Mathematical formulation

For a minimization problem with inequality constraints,

\begin{align} &\underset{x}{\operatorname{minimize}}& & f(x) \\ &\operatorname{subject\;to} & &g_i(x) \leq 0, \quad i = 1,\dots,m \end{align}
\begin{align} &\underset{u}{\operatorname{maximize}}& & \inf_x \left(f(x) + \sum_{j=1}^m u_j g_j(x)\right) \\ &\operatorname{subject\;to} & &u_i \geq 0, \quad i = 1,\dots,m \end{align}

where the objective function is the Lagrange dual function. Provided that the functions $f$ and $g_1, \ldots, g_m$ are continuously differentiable, the infimum occurs where the gradient is equal to zero.
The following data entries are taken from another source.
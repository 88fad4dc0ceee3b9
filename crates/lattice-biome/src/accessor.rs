//! Noise biome accessors: resolve a position by sampling the biome sources of
//! the surrounding chunks, not just the owning one.

use std::collections::hash_map::DefaultHasher;
use std::hash::{Hash, Hasher};
use std::sync::Arc;

use lattice_coords::{ChunkPosition, InChunkPosition, SECTION_WIDTH_X, SECTION_WIDTH_Z};

use crate::biome::Biome;
use crate::source::BiomeSource;

/// Finds the biome source of any loaded chunk.
pub trait BiomeSourceLookup {
    fn biome_source(&self, chunk: ChunkPosition) -> Option<Arc<dyn BiomeSource>>;
}

/// Expensive resolution strategy. When the world has one configured, its
/// results are cached per section.
pub trait NoiseBiomeAccessor: Send + Sync {
    fn get(
        &self,
        chunk: ChunkPosition,
        position: InChunkPosition,
        lookup: &dyn BiomeSourceLookup,
    ) -> Option<Arc<Biome>>;
}

/// Blends biome borders by sampling at a seed-jittered position up to two
/// blocks away, possibly inside a neighbouring chunk.
#[derive(Clone, Copy, Debug)]
pub struct VoronoiBiomeAccessor {
    seed: u64,
}

impl VoronoiBiomeAccessor {
    /// Largest jitter along x or z.
    pub const MAX_OFFSET: i32 = 2;

    pub fn new(seed: u64) -> Self {
        Self { seed }
    }

    /// Horizontal jitter of the 4×4×4 cell containing `(x, y, z)`.
    pub fn offset(&self, x: i32, y: i32, z: i32) -> (i32, i32) {
        let mut hasher = DefaultHasher::new();
        self.seed.hash(&mut hasher);
        (x >> 2).hash(&mut hasher);
        (y >> 2).hash(&mut hasher);
        (z >> 2).hash(&mut hasher);
        let hash = hasher.finish();

        let span = (2 * Self::MAX_OFFSET + 1) as u64;
        let dx = (hash % span) as i32 - Self::MAX_OFFSET;
        let dz = ((hash >> 32) % span) as i32 - Self::MAX_OFFSET;
        (dx, dz)
    }
}

impl NoiseBiomeAccessor for VoronoiBiomeAccessor {
    fn get(
        &self,
        chunk: ChunkPosition,
        position: InChunkPosition,
        lookup: &dyn BiomeSourceLookup,
    ) -> Option<Arc<Biome>> {
        let x = chunk.x * SECTION_WIDTH_X + position.x();
        let z = chunk.z * SECTION_WIDTH_Z + position.z();
        let (dx, dz) = self.offset(x, position.y(), z);
        let (x, z) = (x + dx, z + dz);

        let sampled = ChunkPosition::new(x >> 4, z >> 4);
        let Some(source) = lookup.biome_source(sampled) else {
            tracing::trace!(%chunk, %sampled, "no biome source to sample");
            return None;
        };
        source.get(InChunkPosition::new(x & 0x0F, position.y(), z & 0x0F))
    }
}

#[cfg(test)]
mod tests {
    use super::*;
    use crate::source::FixedBiomeSource;
    use std::collections::HashMap;

    struct Chunks(HashMap<ChunkPosition, Arc<dyn BiomeSource>>);

    impl BiomeSourceLookup for Chunks {
        fn biome_source(&self, chunk: ChunkPosition) -> Option<Arc<dyn BiomeSource>> {
            self.0.get(&chunk).cloned()
        }
    }

    fn grid(biome_of: impl Fn(ChunkPosition) -> Arc<Biome>) -> Chunks {
        let mut chunks = HashMap::new();
        for x in -1..=1 {
            for z in -1..=1 {
                let position = ChunkPosition::new(x, z);
                let source: Arc<dyn BiomeSource> = Arc::new(FixedBiomeSource::new(Some(biome_of(position))));
                chunks.insert(position, source);
            }
        }
        Chunks(chunks)
    }

    #[test]
    fn test_offset_is_bounded_and_deterministic() {
        let accessor = VoronoiBiomeAccessor::new(1234);
        for x in -40..40 {
            for z in -40..40 {
                let (dx, dz) = accessor.offset(x, 64, z);
                assert!(dx.abs() <= VoronoiBiomeAccessor::MAX_OFFSET);
                assert!(dz.abs() <= VoronoiBiomeAccessor::MAX_OFFSET);
                assert_eq!(accessor.offset(x, 64, z), (dx, dz));
            }
        }
    }

    #[test]
    fn test_offsets_vary_with_seed() {
        let a = VoronoiBiomeAccessor::new(1);
        let b = VoronoiBiomeAccessor::new(2);
        let differs = (0..64).any(|i| a.offset(i * 4, 0, 0) != b.offset(i * 4, 0, 0));
        assert!(differs);
    }

    #[test]
    fn test_uniform_neighbourhood_resolves_uniformly() {
        let plains = Arc::new(Biome::new("plains", 0.8, 0.4));
        let chunks = grid(|_| plains.clone());
        let accessor = VoronoiBiomeAccessor::new(99);
        for x in 0..16 {
            for z in 0..16 {
                let biome = accessor
                    .get(ChunkPosition::ORIGIN, InChunkPosition::new(x, 5, z), &chunks)
                    .unwrap();
                assert!(Arc::ptr_eq(&biome, &plains));
            }
        }
    }

    #[test]
    fn test_edges_may_sample_neighbours() {
        let centre = Arc::new(Biome::new("centre", 0.5, 0.5));
        let outer = Arc::new(Biome::new("outer", 0.5, 0.5));
        let chunks = grid(|p| if p == ChunkPosition::ORIGIN { centre.clone() } else { outer.clone() });
        let accessor = VoronoiBiomeAccessor::new(5);

        let mut saw_outer = false;
        for x in 0..16 {
            for z in 0..16 {
                let biome = accessor
                    .get(ChunkPosition::ORIGIN, InChunkPosition::new(x, 0, z), &chunks)
                    .unwrap();
                let interior = (2..14).contains(&x) && (2..14).contains(&z);
                if interior {
                    assert!(Arc::ptr_eq(&biome, &centre), "interior ({x}, {z}) left the chunk");
                }
                saw_outer |= Arc::ptr_eq(&biome, &outer);
            }
        }
        assert!(saw_outer, "some edge cell should jitter into a neighbour");
    }

    #[test]
    fn test_missing_neighbour_is_absent() {
        let accessor = VoronoiBiomeAccessor::new(5);
        let empty = Chunks(HashMap::new());
        assert!(accessor.get(ChunkPosition::ORIGIN, InChunkPosition::new(8, 0, 8), &empty).is_none());
    }
}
The problem

\begin{align} &\underset{x, u}{\operatorname{maximize}}& & f(x) + \sum_{j=1}^m u_j g_j(x) \\ &\operatorname{subject\;to} & & \nabla f(x) + \sum_{j=1}^m u_j \nabla g_j(x) = 0 \\ &&&u_i \geq 0, \quad i = 1,\dots,m \end{align}

is called the Wolfe dual problem.[2] This problem employs the KKT conditions as a constraint. This problem may be difficult to deal with computationally, because the objective function is not concave in the joint variables $(u,x)$. Also, the equality constraint $\nabla f(x) + \sum_{j=1}^m u_j \nabla g_j(x)$ is nonlinear in general, so the Wolfe dual problem is typically a nonconvex optimization problem. In any case, weak duality holds.[3]